Thread

  1. Re: Relaxing constraints on BitmapAnd eligibility?

    Dmytro Astapov <dastapov@gmail.com> — 2025-02-26T20:44:50Z

    Hi
    
    And here is a proposed code change, alternative to the doc change.
    
    I hope that it is ok to relax the restriction like so, as
    `cost_bitmap_node_and` is already resigned to inputs not being independent:
    * We estimate AND selectivity on the assumption that the inputs are
    * independent.  This is probably often wrong, but we don't have the info
    * to do better.
    
    I've ran "make check", and one test have changed (the last one in the "test
    extraction of restriction OR clauses from join OR clause" group - in an
    expected way, IMO).
    I am attaching the regression.diff for convenience.
    
    Is this a generally desirable change to pursue?
    
    Best regards, Dmytro
    
    
    On Wed, Feb 26, 2025 at 7:31 PM Dmytro Astapov <dastapov@gmail.com> wrote:
    
    > Hi!
    >
    > I am (still) very unsure if the code change I mentioned will make sense,
    > but documentation chage could perhaps look like something along these lines?
    >
    >
    >
    > Best regards, Dmytro
    >
    >
    > On Tue, Feb 25, 2025 at 9:14 PM Dmytro Astapov <dastapov@gmail.com> wrote:
    >
    >> Hi!
    >>
    >> I've been investigating why postgres does not do BitmapAnd of two
    >> well-suited indexes, and reading indxpath.c
    >>
    >> In my case, there is a table (d date, col1 int, col2 int) -- types not
    >> really important -- and there are two indices on (d,col1) and (d, col2).
    >>
    >> For queries that do WHERE d>=X AND col1=Y AND col2=Z postgres will never
    >> BitmapAnd those two indices because both indexes include (d) and we have a
    >> condition on (d).
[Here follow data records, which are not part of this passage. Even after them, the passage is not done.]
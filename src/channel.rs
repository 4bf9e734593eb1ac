// Entangled future/promise channel
//
// Single-shot result slots in a fixed table. Future and Promise are two
// independent handles to the same slot; neither owns it. The slot goes
// back to the table once both halves are gone. All state changes happen
// under a critical section so a promise can be fulfilled from an ISR.
//
//   Empty -> Pending -> Ready -> Consumed
//   Empty | Pending -> Abandoned    (promise dropped unwritten)

use core::cell::RefCell;
use core::mem;

use critical_section::Mutex;

use crate::coroutine::Readiness;
use crate::error::{AllocationFailure, Error, Fault, Violation};

enum State<T> {
    Free,
    Empty,
    /// a coroutine is parked on the future
    Pending,
    Ready(T),
    Failed(Fault),
    Consumed,
    Abandoned,
}

struct Inner<T> {
    state: State<T>,
    future: bool,
    promise: bool,
    callback: Option<fn(T)>,
}

struct Slot<T>(Mutex<RefCell<Inner<T>>>);

impl<T> Slot<T> {
    const fn new() -> Self {
        Self(Mutex::new(RefCell::new(Inner {
            state: State::Free,
            future: false,
            promise: false,
            callback: None,
        })))
    }

    fn with<R>(&self, f: impl FnOnce(&mut Inner<T>) -> R) -> R {
        critical_section::with(|cs| f(&mut self.0.borrow_ref_mut(cs)))
    }

    fn claim(&self) -> bool {
        self.with(|inner| {
            if !matches!(inner.state, State::Free) {
                return false;
            }
            inner.state = State::Empty;
            inner.future = true;
            inner.promise = true;
            inner.callback = None;
            true
        })
    }

    fn settled(&self) -> bool {
        self.with(|inner| !matches!(inner.state, State::Free | State::Empty | State::Pending))
    }
}

impl<T: Send> Readiness for Slot<T> {
    fn is_ready(&self) -> bool {
        self.settled()
    }
}

pub struct ChannelTable<T, const N: usize> {
    slots: [Slot<T>; N],
}

impl<T, const N: usize> ChannelTable<T, N> {
    pub const fn new() -> Self {
        Self {
            slots: [const { Slot::new() }; N],
        }
    }

    /// Claim a free slot and hand out both halves
    pub fn pair(&self) -> Result<(Future<'_, T>, Promise<'_, T>), Error> {
        for (index, slot) in self.slots.iter().enumerate() {
            if slot.claim() {
                log::trace!("channel {}: open", index);
                let future = Future { slot, index };
                let promise = Promise {
                    slot,
                    index,
                    written: false,
                };
                return Ok((future, promise));
            }
        }
        Err(Error::Allocation(AllocationFailure {
            requested: 1,
            capacity: N,
            available: 0,
        }))
    }

    /// Slots currently held by at least one half
    pub fn in_use(&self) -> usize {
        self.slots
            .iter()
            .filter(|slot| slot.with(|inner| !matches!(inner.state, State::Free)))
            .count()
    }

    pub const fn capacity(&self) -> usize {
        N
    }
}

impl<T, const N: usize> Default for ChannelTable<T, N> {
    fn default() -> Self {
        Self::new()
    }
}

enum Polled<T> {
    Value(T),
    Empty,
    Failed(Fault),
    Consumed,
}

/// Reading half
pub struct Future<'t, T> {
    slot: &'t Slot<T>,
    index: usize,
}

impl<'t, T> Future<'t, T> {
    /// Take the value if it is there. Never blocks.
    pub fn poll(&mut self) -> Result<Option<T>, Fault> {
        let polled = self.slot.with(|inner| match inner.state {
            State::Ready(_) => match mem::replace(&mut inner.state, State::Consumed) {
                State::Ready(value) => Polled::Value(value),
                _ => Polled::Empty,
            },
            State::Failed(fault) => Polled::Failed(fault),
            State::Abandoned => Polled::Failed(Fault::BrokenChannel),
            State::Consumed => Polled::Consumed,
            State::Free | State::Empty | State::Pending => Polled::Empty,
        });
        match polled {
            Polled::Value(value) => Ok(Some(value)),
            Polled::Empty => Ok(None),
            Polled::Failed(fault) => Err(fault),
            Polled::Consumed => Err(Error::assertion(Violation::ValueConsumed).into()),
        }
    }

    /// Settled one way or another; the next poll will not return `None`
    pub fn is_ready(&self) -> bool {
        self.slot.settled()
    }

    pub fn index(&self) -> usize {
        self.index
    }

    // a coroutine is about to park on this future
    pub(crate) fn register(&self) {
        self.slot.with(|inner| {
            if matches!(inner.state, State::Empty) {
                inner.state = State::Pending;
            }
        });
    }

    pub(crate) fn readiness(&self) -> &'t dyn Readiness
    where
        T: Send + 't,
    {
        self.slot
    }

    /// Give up the future and have the promise call `callback` with the
    /// value instead. Runs right away if the value is already there.
    pub fn on_ready(self, callback: fn(T)) {
        let ready = self.slot.with(|inner| match inner.state {
            State::Ready(_) => match mem::replace(&mut inner.state, State::Consumed) {
                State::Ready(value) => Some(value),
                _ => None,
            },
            State::Empty | State::Pending => {
                inner.callback = Some(callback);
                None
            }
            _ => None,
        });
        if let Some(value) = ready {
            callback(value);
        }
    }
}

impl<T> Drop for Future<'_, T> {
    fn drop(&mut self) {
        let stale = self.slot.with(|inner| {
            inner.future = false;
            if inner.promise || inner.callback.is_some() {
                return None;
            }
            Some(mem::replace(&mut inner.state, State::Free))
        });
        if stale.is_some() {
            log::trace!("channel {}: closed", self.index);
        }
    }
}

enum Written<T> {
    Stored,
    Deliver(fn(T), T),
    Dropped(T),
    Twice,
}

/// Writing half
pub struct Promise<'t, T> {
    slot: &'t Slot<T>,
    index: usize,
    written: bool,
}

impl<T> Promise<'_, T> {
    /// Fulfil the channel. Writing after the future was dropped is a
    /// no-op; writing twice is a critical assertion failure.
    pub fn set_value(&mut self, value: T) -> Result<(), Error> {
        if self.written {
            return Err(Error::assertion(Violation::DoubleWrite));
        }
        let written = self.slot.with(|inner| {
            if let Some(callback) = inner.callback.take() {
                inner.state = State::Consumed;
                return Written::Deliver(callback, value);
            }
            if !inner.future {
                return Written::Dropped(value);
            }
            match inner.state {
                State::Empty | State::Pending => {
                    inner.state = State::Ready(value);
                    Written::Stored
                }
                _ => Written::Twice,
            }
        });
        self.settle(written)
    }

    /// Fail the channel; the reader sees `fault` from `poll`
    pub fn set_exception(&mut self, fault: Fault) -> Result<(), Error> {
        if self.written {
            return Err(Error::assertion(Violation::DoubleWrite));
        }
        let written = self.slot.with(|inner| {
            inner.callback = None;
            match inner.state {
                State::Empty | State::Pending if inner.future => {
                    inner.state = State::Failed(fault);
                    Written::Stored
                }
                State::Empty | State::Pending => {
                    inner.state = State::Consumed;
                    Written::Stored
                }
                _ => Written::Twice,
            }
        });
        self.settle(written)
    }

    fn settle(&mut self, written: Written<T>) -> Result<(), Error> {
        match written {
            Written::Twice => return Err(Error::assertion(Violation::DoubleWrite)),
            Written::Deliver(callback, value) => callback(value),
            Written::Dropped(_) => log::trace!("channel {}: reader gone, value dropped", self.index),
            Written::Stored => {}
        }
        self.written = true;
        Ok(())
    }

    pub fn index(&self) -> usize {
        self.index
    }
}

impl<T> Drop for Promise<'_, T> {
    fn drop(&mut self) {
        let written = self.written;
        let (abandoned, orphaned, stale) = self.slot.with(|inner| {
            inner.promise = false;
            if !inner.future {
                let orphaned = inner.callback.take().is_some() && !written;
                return (false, orphaned, Some(mem::replace(&mut inner.state, State::Free)));
            }
            if !written && matches!(inner.state, State::Empty | State::Pending) {
                inner.state = State::Abandoned;
                return (true, false, None);
            }
            (false, false, None)
        });
        if abandoned {
            log::debug!("channel {}: promise dropped unwritten", self.index);
        }
        if orphaned {
            log::debug!("channel {}: promise dropped unwritten, on_ready callback discarded", self.index);
        }
        drop(stale);
    }
}

/// Take the value of `$future` inside a coroutine body, parking the
/// coroutine until it arrives. A broken or failed channel fails the step.
#[macro_export]
macro_rules! ready {
    ($cx:expr, $future:expr) => {
        match $future.poll() {
            Ok(Some(value)) => value,
            Ok(None) => return $cx.wait_for(&$future),
            Err(fault) => return $crate::coroutine::Step::Failed(fault),
        }
    };
}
Here is a full example, which could also be seen here:
    >> https://www.db-fiddle.com/f/uPLx5bRtDEoZw3Dx4kkwKh/0:
    >>
    >> begin;
    >>
    >> CREATE TABLE test_table (
    >>     d date,
    >>     col1 int,
    >>     col2 int
    >> );
    >>
    >> INSERT INTO test_table (d, col1, col2)
    >> SELECT
    >>     d.date,
    >>     c1.val as col1,
    >>     c2.val as col2
    >> FROM
    >>     generate_series(
    >>         '2023-01-01'::date,
    >>         '2023-12-31'::date,
    >>         '1 day'::interval
    >>     ) as d(date),
    >>     generate_series(1, 1000) as c1(val),
    >>     generate_series(1, 1000) as c2(val)
    >> WHERE
    >>     random() < 0.001;
    >>
    >> create index on test_table(col1,d);
    >> create index on test_table(col2,d);
    >>
    >> -- This uses BitmapAnd
    >> explain select * from test_table where col1=123 and col2=321;
    >>
    >> -- This does not use BitmapAnd, even though it could!
    >> explain select * from test_table where col1=123 and col2=321 and d >=
    >> '2023-05-05';
    >>
    >> I checked that BitmapAnd is rejected by this
    >> <https://github.com/postgres/postgres/blob/master/src/backend/optimizer/path/indxpath.c#L1878>
    >> line in choose_bitmap_and:
    >>
    >>    if (bms_overlap(pathinfo->clauseids, clauseidsofar))
    >>       continue; /* consider it redundant */
    >>
    >> There is a comment on choose_bitmap_and that explains the rationale of
    >> this check, but reading it I can't help but feel that what the comment
    >> describes is this condition:
    >>
    >>    if (bms_is_subset(pathinfo->clauseids, clauseidsofar))
    >>       continue; /* consider it redundant */
    >>
    >> And indeed, in my (admittedly not super-extensive) testing changing
    >> bms_overlap to bms_is_subset leads to better faster execution plans.
    >>
    >> Is it possible that this condition could thus be relaxed?
    >>
    >> Even if I am wrong, and the condition absolutely should be bms_overlap, I
    >> feel that this restriction is very very hard to discover and perhaps
    >> https://www.postgresql.org/docs/current/indexes-bitmap-scans.html should
    >> mention that compound indexes that have columns in common will never be
    >> combined?
    >>
    >> Best regards, Dmytro
    >>
    >